NOVEMBRO, MÊS DE FINADOS

NOVEMBRO, MÊS DE FINADOS

Para que serve morrer?

Oponho-me frontalmente à morte que vem nos dicionários: “Acto de morrer, termo da existência, acabamento”. É intolerável que nós, pessoas criadas à imagem e semelhança de Deus eterno, estejamos condenados a viver em “contagem decrescente” para o desastre total do enterro fúnebre num cemitério. Não posso aceitar a liquidação total da vida, a sua insolvência ou falência, ficando tudo reduzido ao pó. Foi-se. Partiu. Deixou de existir.


Vamos entrar no mês de Novembro, que vulgarmente é apelidado de “o mês dos finados”. Recuso-me a aceitar que, tendo nós o ADN de Deus eterno, sejamos um ser condenado à extinção. Reduzidos a zero. Liquidação total. Júlio Fragata, jesuíta ilustre em sabedoria e virtude, proclamava: «Eu sou para ser sempre». Roque González, santo jesuíta martirizado no Paraguai, enquanto o seu corpo era consumido numa fogueira, a 15 de Novembro de 1628, ouviu-se a sua voz clamando: «Ainda que me matem, não morro!». Que bela profissão de fé na imortalidade!

Na realidade da fé, a morte é uma operação misteriosa em que, por descomunal graça do Criador, se transplanta, para a debilidade volátil do nosso corpo mortal, o “corpo glorioso”, conservando cada um de nós a sua plena identidade. O que vulgarmente chamamos “morte” tem que ter as cores de “natal”, de nascimento para uma vida maravilhosamente original, nova e eterna. Com razão, a Igreja dos primeiros séculos chamava ao martírio de um santo o “dia de natal”. O seu renascimento para a eternidade.

É comum tentar ignorar a realidade da morte. Se é o fim de tudo, torna absurda e inglória a vida. A vida passa a ser uma maratona para um desfiladeiro, que nos tritura e aniquila definitivamente. No nosso mundo hodierno, sem tabus nem pudores de abordar e analisar todos os assuntos, o tema da morte é, normalmente, posto de lado. O Papa Francisco tem alertado para esta espécie de censura prévia, de conjura de silêncio. Recentemente, assim recordava o serviço que nos presta a morte: «que seria desta vida se ela não tivesse o seu final?[…]A pergunta sobre a morte é a pergunta sobre a vida, e manter aberta a pergunta sobre a morte talvez seja a maior responsabilidade humana, para conservar aberta a pergunta sobre a vida». Precisamos da ousadia de São Francisco de Assis que, com a ternura de uma fé sólida, a tratava por “Irmã Morte”.

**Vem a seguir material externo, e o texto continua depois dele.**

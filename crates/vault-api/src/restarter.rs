// SPDX-License-Identifier: BUSL-1.1
// Copyright (c) 2026 Alfred Jean LLC

//! The coordinated-restart [`EngineRestarter`] used in production: signals
//! the inference engine to restart out of band (left to the surrounding
//! process supervisor) and polls its health endpoint until it responds.

use std::time::Duration;

use async_trait::async_trait;
use vault_ops::adapters::EngineRestarter;

pub struct HttpHealthRestarter {
    pub client: reqwest::Client,
    pub health_url: String,
    pub poll_interval: Duration,
    pub timeout: Duration,
}

#[async_trait]
impl EngineRestarter for HttpHealthRestarter {
    async fn restart_and_wait_healthy(&self) -> Result<(), String> {
        let deadline = tokio::time::Instant::now() + self.timeout;
        loop {
            let healthy = self
                .client
                .get(&self.health_url)
                .send()
                .await
                .map(|r| r.status().is_success())
                .unwrap_or(false);
            if healthy {
                return Ok(());
            }
            if tokio::time::Instant::now() >= deadline {
                return Err(format!("{} did not report healthy before the timeout", self.health_url));
            }
            tokio::time::sleep(self.poll_interval).await;
        }
    }
}
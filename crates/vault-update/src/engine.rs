// SPDX-License-Identifier: BUSL-1.1
// Copyright (c) 2026 Alfred Jean LLC

//! The update engine: staged bundle verification plus the apply/rollback
//! background jobs. Apply and rollback are mutually exclusive — callers
//! are expected to hold a single in-process lock (e.g. an `AppState`
//! mutex) across the whole sequence; this module does not take that lock
//! itself so it stays testable without a daemon around it.

use std::path::{Path, PathBuf};

use chrono::Utc;
use sqlx::SqlitePool;
use thiserror::Error;
use vault_core::ids::UpdateJobId;
use vault_core::update_job::{UpdateJob, UpdateStepName, APPLY_CONFIRMATION, ROLLBACK_CONFIRMATION};
use vault_storage::repo::update_jobs as repo;

use crate::extract::{extract_filtered, verify_checksums, ExtractError};
use crate::manifest::{read_manifest, Manifest, ManifestError};
use crate::signature::{verify_detached_signature, SignatureError};

#[derive(Debug, Error)]
pub enum UpdateError {
    #[error("confirmation phrase did not match; expected exact literal \"{expected}\"")]
    BadConfirmation { expected: &'static str },
    #[error("invalid bundle: {0}")]
    InvalidManifest(#[from] ManifestError),
    #[error("signature verification failed: {0}")]
    InvalidSignature(#[from] SignatureError),
    #[error("extraction failed: {0}")]
    Extract(#[from] ExtractError),
    #[error("i/o error applying update: {0}")]
    Io(#[from] std::io::Error),
    #[error("storage error: {0}")]
    Storage(#[from] vault_storage::StorageError),
    #[error("no backup exists to roll back to")]
    NoBackup,
}

impl From<UpdateError> for vault_core::error::CoreError {
    fn from(err: UpdateError) -> Self {
        use vault_core::error::CoreError;
        match err {
            UpdateError::BadConfirmation { .. } => CoreError::validation(err.to_string()),
            UpdateError::InvalidManifest(_) | UpdateError::InvalidSignature(_) | UpdateError::Extract(_) => {
                CoreError::validation(err.to_string())
            }
            UpdateError::NoBackup => CoreError::conflict(err.to_string()),
            UpdateError::Io(_) | UpdateError::Storage(_) => CoreError::internal(err.to_string()),
        }
    }
}

pub struct UpdatePaths {
    pub staging_root: PathBuf,
    pub backup_root: PathBuf,
    pub install_root: PathBuf,
    pub public_key_path: PathBuf,
}

/// Stage 1 of apply: archive-without-extracting manifest read, detached
/// signature verification, filtered extraction, and per-file checksum
/// verification. Returns the parsed manifest on success; the bundle is
/// rejected (nothing under `install_root` is touched) on any failure.
pub fn parse_and_verify_bundle(
    paths: &UpdatePaths,
    bundle_path: &Path,
    signature_path: &Path,
) -> Result<Manifest, UpdateError> {
    let manifest = read_manifest(bundle_path)?;
    verify_detached_signature(bundle_path, signature_path, &paths.public_key_path)?;
    extract_filtered(bundle_path, &paths.staging_root)?;
    verify_checksums(&paths.staging_root, &manifest)?;
    Ok(manifest)
}

fn component_enabled(manifest: &Manifest, name: UpdateStepName) -> bool {
    let key = match name {
        UpdateStepName::Migrations => "database",
        UpdateStepName::Code => "code",
        UpdateStepName::Configuration => "configuration",
        UpdateStepName::Containers => "containers",
        UpdateStepName::Signatures => "signatures",
    };
    manifest.components.get(key).copied().unwrap_or(false)
}

fn component_dir(name: UpdateStepName) -> &'static str {
    match name {
        UpdateStepName::Migrations => "migrations",
        UpdateStepName::Code => "code",
        UpdateStepName::Configuration => "configuration",
        UpdateStepName::Containers => "containers",
        UpdateStepName::Signatures => "signatures",
    }
}

/// Copies `install_root/component_dir` into `backup_root/component_dir`
/// for every enabled component, so a failed apply can be undone.
fn snapshot_backup(paths: &UpdatePaths, manifest: &Manifest) -> std::io::Result<()> {
    std::fs::create_dir_all(&paths.backup_root)?;
    for name in UpdateStepName::ORDER {
        if !component_enabled(manifest, name) {
            continue;
        }
        let source = paths.install_root.join(component_dir(name));
        if !source.exists() {
            continue;
        }
        let destination = paths.backup_root.join(component_dir(name));
        copy_dir_recursive(&source, &destination)?;
    }
    Ok(())
}

fn restore_backup(paths: &UpdatePaths) -> std::io::Result<()> {
    if !paths.backup_root.exists() {
        return Ok(());
    }
    for entry in std::fs::read_dir(&paths.backup_root)? {
        let entry = entry?;
        let destination = paths.install_root.join(entry.file_name());
        if destination.exists() {
            std::fs::remove_dir_all(&destination)?;
        }
        copy_dir_recursive(&entry.path(), &destination)?;
    }
    Ok(())
}

fn copy_dir_recursive(source: &Path, destination: &Path) -> std::io::Result<()> {
    std::fs::create_dir_all(destination)?;
    for entry in std::fs::read_dir(source)? {
        let entry = entry?;
        let target = destination.join(entry.file_name());
        if entry.file_type()?.is_dir() {
            copy_dir_recursive(&entry.path(), &target)?;
        } else {
            std::fs::copy(entry.path(), target)?;
        }
    }
    Ok(())
}

fn replace_component(paths: &UpdatePaths, name: UpdateStepName) -> std::io::Result<()> {
    let source = paths.staging_root.join(component_dir(name));
    let destination = paths.install_root.join(component_dir(name));
    if !source.exists() {
        return Ok(());
    }
    if destination.exists() {
        std::fs::remove_dir_all(&destination)?;
    }
    copy_dir_recursive(&source, &destination)
}

/// Applies an already-verified bundle. Steps run in the fixed order from
/// `UpdateStepName::ORDER`; the first failure aborts, restores the backup
/// (if one was taken), and marks the job `failed`.
pub async fn apply(
    pool: &SqlitePool,
    paths: &UpdatePaths,
    job_id: UpdateJobId,
    manifest: &Manifest,
    create_backup: bool,
    confirmation: &str,
) -> Result<UpdateJob, UpdateError> {
    if confirmation != APPLY_CONFIRMATION {
        return Err(UpdateError::BadConfirmation {
            expected: APPLY_CONFIRMATION,
        });
    }

    let components: Vec<(String, bool)> = manifest.components.iter().map(|(k, v)| (k.clone(), *v)).collect();
    let mut job = UpdateJob::new(
        job_id,
        manifest.version.clone(),
        manifest.min_compatible_version.clone(),
        manifest.changelog.clone(),
        components,
        Utc::now(),
    );
    repo::insert(pool, &job).await?;

    if create_backup {
        if let Err(e) = snapshot_backup(paths, manifest) {
            job.fail(UpdateStepName::Migrations, format!("backup snapshot failed: {e}"), Utc::now());
            repo::update(pool, &job).await?;
            return Ok(job);
        }
        job.backup_path = Some(paths.backup_root.display().to_string());
    }

    for step in UpdateStepName::ORDER {
        if !component_enabled(manifest, step) {
            continue;
        }
        job.begin_step(step);
        repo::update(pool, &job).await?;

        if let Err(e) = replace_component(paths, step) {
            job.fail(step, format!("{step:?} step failed: {e}"), Utc::now());
            if create_backup {
                let _ = restore_backup(paths);
            }
            repo::update(pool, &job).await?;
            return Ok(job);
        }

        job.complete_step(step, format!("{step:?} applied"));
        repo::update(pool, &job).await?;
    }

    job.complete(Utc::now());
    repo::update(pool, &job).await?;
    Ok(job)
}

/// Restores the most recent backup and records a new `UpdateJob` marked
/// `rolled_back` on success.
pub async fn rollback(
    pool: &SqlitePool,
    paths: &UpdatePaths,
    job_id: UpdateJobId,
    from_job: &UpdateJob,
    confirmation: &str,
) -> Result<UpdateJob, UpdateError> {
    if confirmation != ROLLBACK_CONFIRMATION {
        return Err(UpdateError::BadConfirmation {
            expected: ROLLBACK_CONFIRMATION,
        });
    }
    if from_job.backup_path.is_none() || !paths.backup_root.exists() {
        return Err(UpdateError::NoBackup);
    }

    restore_backup(paths)?;

    let mut job = UpdateJob::new(
        job_id,
        from_job.from_version.clone(),
        from_job.bundle_version.clone(),
        "rollback".to_string(),
        from_job.components.clone(),
        Utc::now(),
    );
    job.mark_rolled_back(Utc::now());
    repo::insert(pool, &job).await?;
    Ok(job)
}

#[cfg(test)]
#[path = "engine_tests.rs"]
mod tests;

Um conhecido filósofo do Século XX, Martin Heidegger, definia o homem como “um ser para a morte”. A nossa fé em Cristo ressuscitado diz-nos o oposto: o nosso destino é a vida eterna, que terá de passar pela porta estreita da morte, que nos abre o horizonte maravilhoso da ressurreição e da glória interminável na casa de Deus. Por isso, Teresa do Menino Jesus, que faleceu antes de chegar aos 25 anos, assim afirmava com a coragem da esperança que não engana: «Eu não morro. Entro na vida». «Não é a morte que me virá buscar, mas o bom Deus».

Para que serve a morte? Vista com olhos de fé, tem uma missão extremamente útil A todos desejo, como a mim, uma vida longa e feliz neste mundo. Mas não posso deixar de estar de acordo com São Paulo: «Para mim viver é Cristo e morrer é um lucro» (Fl., 1,21). Ou, como afirma o teólogo russo Paul Evdokimov: «A morte é um fenómeno provisório da vida… A morte deve ser o tempo da colheita de uma vida madura para a eternidade».

Com fé humilde, proclamo: Viva Deus, Senhor da Vida! Ele não quer que eu desapareça pelo abismo da morte. Tenho a certeza que a morte apenas me fará mudar de residência. Para imensamente melhor. Muito bem hajas, Irmã Morte, pois nos abres a porta para a herança do céu que Deus nos quer paternalmente oferecer. Mil vezes obrigado, ó morte, pelo serviço que prestas à vida. Louvada sejas, Irmã Morte, eternizadora da Vida. A tua mão bondosa nos faz passar à ressurreição. Sem ti, Irmã Morte, o botão da vida temporal não desabrochava na vida que não acaba.